In hindsight, I probably could have used the context and request to create a unique filename... but... whatever....
I threw the python code in a sub directory of my main product, because I like that:
performance_profiler/ ├── configure.zcml ├── __init__.py ├── profiler.py
and added it to my main configure.zcml:
<include package=".performance_profiler" />
Being careful not to check this in. Adding profiling code to a production website is not a good idea - especially if you're looking to speed it up.
But basically, the template is now instructing the view to start and stop python's built-in cProfile tool.
Now, restart the server, and request a page - any page (that uses the macro in the main_template)
and magically, you have a file appear called 'control.pstat' in your instance's directory.
you can read this with the primitive
pstats python module from the command line:
$ python -m pstats control.pstat Welcome to the profile statistics browser. % help
but I was using kCacheGrind - it's pretty
$ sudo apt-get install kCacheGrind
(or yum, or build from source, whatever)
$ sudo pip install pyprof2calltree
(converts python profiles to calltree format)
$ pyprof2calltree -k -i control.pstat
And this is what clued me in that I was calling pt_render about 10 times more than I expected.
I also discovered a few more places that were taking up a significant amount of time, or being called repeadedly and could be cached.
The point of this output is to find a piece of code or two that a 1-hour refactor can significantly increase performance. Going farther than that is typically a waste of time. Without discipline you can spend weeks or months tweaking code to get a few more milliseconds, but there isn't much payoff. Also, as a general rule, the more you optimize code, the less readable and maintainable it becomes. There are tradeoffs.

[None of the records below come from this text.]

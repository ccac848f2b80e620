//! Authentication Middleware
//!
//! Guards the protected routes. For each request it:
//!
//! 1. Pulls the token out of `Authorization: Bearer <token>`
//! 2. Validates signature and expiry
//! 3. Loads the account behind the token's subject
//! 4. Attaches it to request extensions as `CurrentUser`
//!
//! A token whose subject no longer exists is treated exactly like an
//! invalid token. Handlers behind the middleware take `CurrentUser` as an
//! extractor and can assume it is present.

use axum::{
    extract::{FromRequestParts, Request, State},
    http::{header::AUTHORIZATION, request::Parts, HeaderMap},
    middleware::Next,
    response::Response,
};
use uuid::Uuid;

use crate::auth::sessions::validate_token;
use crate::auth::users::{get_user_by_id, User};
use crate::error::ApiError;
use crate::server::state::AppState;

/// The authenticated account, resolved from the bearer token
#[derive(Clone, Debug)]
pub struct CurrentUser(pub User);

/// Authentication middleware for protected routes
///
/// Returns 401 via `ApiError` if the token is missing, malformed, expired,
/// badly signed, or refers to a deleted account.
pub async fn require_auth(
    State(app_state): State<AppState>,
    mut request: Request,
    next: Next,
) -> Result<Response, ApiError> {
    let token = bearer_token(request.headers())?;
    let claims = validate_token(token, &app_state.config)?;

    let user_id = Uuid::parse_str(&claims.sub).map_err(|e| {
        tracing::warn!("Unparseable subject in token: {:?}", e);
        ApiError::InvalidToken
    })?;

    let Some(user) = get_user_by_id(&app_state.db, user_id).await? else {
        tracing::warn!("Token subject {} no longer exists", user_id);
        return Err(ApiError::InvalidToken);
    };

    request.extensions_mut().insert(CurrentUser(user));

    Ok(next.run(request).await)
}

/// Extract the raw token from the Authorization header
fn bearer_token(headers: &HeaderMap) -> Result<&str, ApiError> {
    let auth_header = headers
        .get(AUTHORIZATION)
        .and_then(|h| h.to_str().ok())
        .ok_or_else(|| {
            tracing::warn!("Missing Authorization header");
            ApiError::InvalidToken
        })?;

    auth_header.strip_prefix("Bearer ").ok_or_else(|| {
        tracing::warn!("Authorization header is not a Bearer token");
        ApiError::InvalidToken
    })
}

/// Axum extractor for the authenticated account
///
/// Only works behind `require_auth`; elsewhere the extension is absent and
/// extraction rejects with 401.
impl<S> FromRequestParts<S> for CurrentUser
where
    S: Send + Sync,
{
    type Rejection = ApiError;

    async fn from_request_parts(parts: &mut Parts, _state: &S) -> Result<Self, Self::Rejection> {
        parts.extensions.get::<CurrentUser>().cloned().ok_or_else(|| {
            tracing::warn!("CurrentUser not found in request extensions");
            ApiError::InvalidToken
        })
    }
}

"Programmers waste enormous amounts of time thinking about, or worrying about, the speed of noncritical parts of their programs, and these attempts at efficiency actually have a strong negative impact when debugging and maintenance are considered. We should forget about small efficiencies, say about 97% of the time: premature optimization is the root of all evil. Yet we should not pass up our opportunities in that critical 3%." -Donald Knuth
kCacheGrind also won't tell you what data is being processed, just how much time you spend in each function. Adding a
set_trace() to that one function that seems to be doing too much or called too many times, even if it's in an egg, can really shine a light on where you went wrong.
This also lead me to reading about Plone query optimization:
we are spending a TON of time in
<BTrees._IIBTree.intersection> because more indexes are NOT better. Did you know that adding a path to a query can slow it down, not speed it up?
Question: How can I avoid having btree intersections? My research says that zodb query time is logarithmic if you use a single index, but can become linear if using more than one - and I think this is the evidence.